What you will do
For the records below, report how many lines include the string "ModuleConfig", leaving out everything except the number.

Recorded information
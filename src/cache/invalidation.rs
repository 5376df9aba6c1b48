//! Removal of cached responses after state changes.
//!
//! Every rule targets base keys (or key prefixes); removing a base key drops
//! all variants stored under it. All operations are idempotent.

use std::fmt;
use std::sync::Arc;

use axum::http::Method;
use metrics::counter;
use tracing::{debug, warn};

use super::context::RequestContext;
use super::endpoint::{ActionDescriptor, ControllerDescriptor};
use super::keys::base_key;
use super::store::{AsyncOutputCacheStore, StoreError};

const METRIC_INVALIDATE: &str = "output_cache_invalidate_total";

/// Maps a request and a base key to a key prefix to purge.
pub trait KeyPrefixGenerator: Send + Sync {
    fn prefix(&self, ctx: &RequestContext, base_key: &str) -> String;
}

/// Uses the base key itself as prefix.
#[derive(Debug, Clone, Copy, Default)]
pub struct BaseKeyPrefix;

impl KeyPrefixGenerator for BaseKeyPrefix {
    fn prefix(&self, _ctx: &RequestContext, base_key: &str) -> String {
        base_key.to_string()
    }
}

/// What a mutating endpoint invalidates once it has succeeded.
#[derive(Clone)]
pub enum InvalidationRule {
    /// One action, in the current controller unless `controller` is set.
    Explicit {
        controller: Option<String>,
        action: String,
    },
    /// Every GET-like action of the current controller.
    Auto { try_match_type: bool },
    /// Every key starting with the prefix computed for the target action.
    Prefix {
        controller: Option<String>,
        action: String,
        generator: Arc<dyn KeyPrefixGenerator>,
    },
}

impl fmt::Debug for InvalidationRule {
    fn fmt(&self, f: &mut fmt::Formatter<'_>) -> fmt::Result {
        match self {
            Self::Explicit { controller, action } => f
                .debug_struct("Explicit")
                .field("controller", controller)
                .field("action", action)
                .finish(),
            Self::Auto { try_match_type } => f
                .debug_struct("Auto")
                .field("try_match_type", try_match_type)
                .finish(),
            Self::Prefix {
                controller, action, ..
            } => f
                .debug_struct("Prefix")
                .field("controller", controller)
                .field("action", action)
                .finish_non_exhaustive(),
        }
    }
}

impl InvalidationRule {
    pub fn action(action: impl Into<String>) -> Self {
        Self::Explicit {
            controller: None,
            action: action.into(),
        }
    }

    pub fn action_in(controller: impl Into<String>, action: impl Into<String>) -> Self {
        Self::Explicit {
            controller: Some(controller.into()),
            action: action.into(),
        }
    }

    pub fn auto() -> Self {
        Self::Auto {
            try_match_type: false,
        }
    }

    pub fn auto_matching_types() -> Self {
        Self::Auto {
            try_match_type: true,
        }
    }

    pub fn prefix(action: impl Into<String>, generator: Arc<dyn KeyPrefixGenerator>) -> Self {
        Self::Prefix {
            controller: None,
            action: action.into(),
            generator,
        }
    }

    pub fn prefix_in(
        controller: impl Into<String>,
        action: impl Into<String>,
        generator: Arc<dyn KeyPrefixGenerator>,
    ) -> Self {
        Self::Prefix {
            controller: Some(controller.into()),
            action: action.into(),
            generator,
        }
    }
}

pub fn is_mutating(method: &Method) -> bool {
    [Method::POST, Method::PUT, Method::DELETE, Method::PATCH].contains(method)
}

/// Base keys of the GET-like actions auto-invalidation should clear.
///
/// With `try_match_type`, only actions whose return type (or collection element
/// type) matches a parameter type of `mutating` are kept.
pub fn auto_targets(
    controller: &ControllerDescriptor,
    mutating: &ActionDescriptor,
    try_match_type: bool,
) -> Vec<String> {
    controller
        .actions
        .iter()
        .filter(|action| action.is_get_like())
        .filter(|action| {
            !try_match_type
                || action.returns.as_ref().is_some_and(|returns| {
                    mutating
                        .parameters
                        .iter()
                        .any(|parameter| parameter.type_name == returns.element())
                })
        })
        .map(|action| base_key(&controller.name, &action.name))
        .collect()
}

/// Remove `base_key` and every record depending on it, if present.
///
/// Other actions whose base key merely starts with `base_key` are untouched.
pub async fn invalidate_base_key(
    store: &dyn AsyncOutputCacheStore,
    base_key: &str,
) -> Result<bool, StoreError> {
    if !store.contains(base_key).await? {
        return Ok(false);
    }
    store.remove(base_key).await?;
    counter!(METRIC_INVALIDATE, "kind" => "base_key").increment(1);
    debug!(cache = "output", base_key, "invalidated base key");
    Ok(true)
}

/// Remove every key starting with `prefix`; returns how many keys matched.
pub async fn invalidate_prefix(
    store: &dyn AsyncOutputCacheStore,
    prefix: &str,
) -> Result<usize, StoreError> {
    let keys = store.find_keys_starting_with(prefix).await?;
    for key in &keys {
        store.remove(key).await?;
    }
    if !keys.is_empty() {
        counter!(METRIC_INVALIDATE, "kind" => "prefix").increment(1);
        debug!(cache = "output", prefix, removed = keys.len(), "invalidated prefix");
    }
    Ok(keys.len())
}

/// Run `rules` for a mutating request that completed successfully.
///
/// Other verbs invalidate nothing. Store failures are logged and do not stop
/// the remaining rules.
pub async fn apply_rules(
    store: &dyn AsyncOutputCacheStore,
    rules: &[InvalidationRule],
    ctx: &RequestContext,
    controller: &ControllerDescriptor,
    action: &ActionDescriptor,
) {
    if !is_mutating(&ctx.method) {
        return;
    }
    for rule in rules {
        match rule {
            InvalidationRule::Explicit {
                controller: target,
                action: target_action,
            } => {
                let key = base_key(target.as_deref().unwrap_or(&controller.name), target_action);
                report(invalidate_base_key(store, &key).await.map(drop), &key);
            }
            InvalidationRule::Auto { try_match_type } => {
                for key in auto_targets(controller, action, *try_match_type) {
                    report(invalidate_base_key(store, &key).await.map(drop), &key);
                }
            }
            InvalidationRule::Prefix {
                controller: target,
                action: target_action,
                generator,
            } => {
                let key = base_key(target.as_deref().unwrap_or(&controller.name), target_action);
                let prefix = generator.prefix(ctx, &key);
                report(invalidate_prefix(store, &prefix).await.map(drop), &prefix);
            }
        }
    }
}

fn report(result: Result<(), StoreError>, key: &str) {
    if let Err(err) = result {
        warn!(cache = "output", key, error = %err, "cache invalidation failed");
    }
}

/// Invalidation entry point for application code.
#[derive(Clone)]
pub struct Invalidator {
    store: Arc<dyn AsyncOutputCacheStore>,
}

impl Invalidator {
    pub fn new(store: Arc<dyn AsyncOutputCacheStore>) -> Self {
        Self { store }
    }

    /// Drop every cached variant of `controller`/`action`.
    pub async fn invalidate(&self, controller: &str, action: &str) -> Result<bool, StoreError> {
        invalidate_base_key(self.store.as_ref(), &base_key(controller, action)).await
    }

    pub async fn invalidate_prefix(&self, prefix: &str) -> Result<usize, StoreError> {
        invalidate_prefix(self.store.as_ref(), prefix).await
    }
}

---

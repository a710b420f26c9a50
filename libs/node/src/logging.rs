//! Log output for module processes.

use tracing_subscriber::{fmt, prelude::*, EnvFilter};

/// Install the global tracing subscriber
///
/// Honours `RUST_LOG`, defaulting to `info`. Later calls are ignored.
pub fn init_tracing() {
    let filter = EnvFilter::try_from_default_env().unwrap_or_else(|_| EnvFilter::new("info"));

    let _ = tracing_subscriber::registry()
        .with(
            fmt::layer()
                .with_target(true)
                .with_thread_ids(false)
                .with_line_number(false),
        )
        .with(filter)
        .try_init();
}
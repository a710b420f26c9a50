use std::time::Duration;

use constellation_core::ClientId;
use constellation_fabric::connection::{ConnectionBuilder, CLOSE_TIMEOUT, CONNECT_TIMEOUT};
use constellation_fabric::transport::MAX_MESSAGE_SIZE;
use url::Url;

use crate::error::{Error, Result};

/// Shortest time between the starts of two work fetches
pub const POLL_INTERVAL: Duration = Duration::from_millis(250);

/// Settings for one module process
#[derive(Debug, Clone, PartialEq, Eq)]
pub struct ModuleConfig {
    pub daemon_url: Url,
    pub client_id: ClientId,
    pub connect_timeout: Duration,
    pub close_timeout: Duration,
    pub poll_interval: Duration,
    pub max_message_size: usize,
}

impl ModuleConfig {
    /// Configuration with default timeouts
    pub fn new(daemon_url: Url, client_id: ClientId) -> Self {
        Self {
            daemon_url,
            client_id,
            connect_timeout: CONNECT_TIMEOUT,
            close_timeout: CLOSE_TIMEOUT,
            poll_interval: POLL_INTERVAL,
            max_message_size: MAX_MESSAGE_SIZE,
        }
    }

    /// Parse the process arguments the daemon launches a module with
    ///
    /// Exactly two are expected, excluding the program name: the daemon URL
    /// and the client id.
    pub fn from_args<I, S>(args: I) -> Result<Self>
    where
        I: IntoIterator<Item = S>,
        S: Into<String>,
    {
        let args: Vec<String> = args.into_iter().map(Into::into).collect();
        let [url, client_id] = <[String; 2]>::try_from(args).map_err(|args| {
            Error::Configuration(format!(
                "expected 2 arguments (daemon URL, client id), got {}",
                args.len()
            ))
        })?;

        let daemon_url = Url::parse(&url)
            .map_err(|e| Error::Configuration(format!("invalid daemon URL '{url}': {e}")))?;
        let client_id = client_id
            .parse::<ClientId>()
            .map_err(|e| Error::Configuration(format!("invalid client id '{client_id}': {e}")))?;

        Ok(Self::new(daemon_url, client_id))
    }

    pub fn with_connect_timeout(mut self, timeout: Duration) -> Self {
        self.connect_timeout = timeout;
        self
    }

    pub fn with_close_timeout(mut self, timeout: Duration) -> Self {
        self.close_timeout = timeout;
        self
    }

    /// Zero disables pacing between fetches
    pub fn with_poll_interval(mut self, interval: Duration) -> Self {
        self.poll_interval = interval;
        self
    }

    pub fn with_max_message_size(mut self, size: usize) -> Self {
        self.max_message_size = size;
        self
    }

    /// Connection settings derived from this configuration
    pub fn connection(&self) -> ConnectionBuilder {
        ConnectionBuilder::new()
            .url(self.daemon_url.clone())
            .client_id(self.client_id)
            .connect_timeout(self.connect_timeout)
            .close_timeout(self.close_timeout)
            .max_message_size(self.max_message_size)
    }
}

==

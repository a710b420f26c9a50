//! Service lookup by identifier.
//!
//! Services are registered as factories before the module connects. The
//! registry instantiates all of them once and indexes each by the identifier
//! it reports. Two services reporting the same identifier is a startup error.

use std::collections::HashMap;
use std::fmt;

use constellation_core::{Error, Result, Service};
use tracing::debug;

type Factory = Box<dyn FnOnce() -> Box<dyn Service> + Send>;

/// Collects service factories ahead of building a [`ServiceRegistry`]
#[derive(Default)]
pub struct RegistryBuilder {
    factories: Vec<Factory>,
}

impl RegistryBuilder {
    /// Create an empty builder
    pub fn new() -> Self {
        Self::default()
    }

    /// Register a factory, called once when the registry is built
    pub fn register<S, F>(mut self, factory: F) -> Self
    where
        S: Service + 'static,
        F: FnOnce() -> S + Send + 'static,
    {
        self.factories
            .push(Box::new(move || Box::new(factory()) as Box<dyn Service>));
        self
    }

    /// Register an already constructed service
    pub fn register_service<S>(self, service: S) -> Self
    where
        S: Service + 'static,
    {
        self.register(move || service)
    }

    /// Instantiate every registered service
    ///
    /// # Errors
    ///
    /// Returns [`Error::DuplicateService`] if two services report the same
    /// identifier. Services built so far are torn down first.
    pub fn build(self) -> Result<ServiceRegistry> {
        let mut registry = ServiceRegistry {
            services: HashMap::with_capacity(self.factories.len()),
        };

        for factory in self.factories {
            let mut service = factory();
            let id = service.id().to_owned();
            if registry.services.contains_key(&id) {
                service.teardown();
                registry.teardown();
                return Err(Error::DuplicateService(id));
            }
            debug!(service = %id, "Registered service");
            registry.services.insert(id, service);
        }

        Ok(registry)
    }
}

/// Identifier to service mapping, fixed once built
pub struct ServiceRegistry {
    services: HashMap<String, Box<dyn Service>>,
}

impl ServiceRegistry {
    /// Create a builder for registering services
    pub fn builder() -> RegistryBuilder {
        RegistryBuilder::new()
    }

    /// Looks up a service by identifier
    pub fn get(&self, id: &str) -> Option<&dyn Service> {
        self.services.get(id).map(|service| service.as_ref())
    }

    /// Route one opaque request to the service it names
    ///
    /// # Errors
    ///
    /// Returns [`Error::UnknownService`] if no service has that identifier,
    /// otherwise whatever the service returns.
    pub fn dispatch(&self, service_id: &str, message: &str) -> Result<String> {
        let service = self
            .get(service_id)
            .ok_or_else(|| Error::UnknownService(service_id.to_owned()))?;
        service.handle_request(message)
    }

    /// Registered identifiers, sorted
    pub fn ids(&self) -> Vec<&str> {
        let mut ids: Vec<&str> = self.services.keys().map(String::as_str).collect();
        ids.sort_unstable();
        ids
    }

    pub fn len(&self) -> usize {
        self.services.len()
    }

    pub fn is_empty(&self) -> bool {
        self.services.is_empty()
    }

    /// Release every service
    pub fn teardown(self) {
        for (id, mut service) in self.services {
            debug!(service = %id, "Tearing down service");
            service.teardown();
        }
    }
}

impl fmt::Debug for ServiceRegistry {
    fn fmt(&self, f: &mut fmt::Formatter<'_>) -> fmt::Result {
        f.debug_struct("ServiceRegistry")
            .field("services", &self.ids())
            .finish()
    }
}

Result of this exercise
2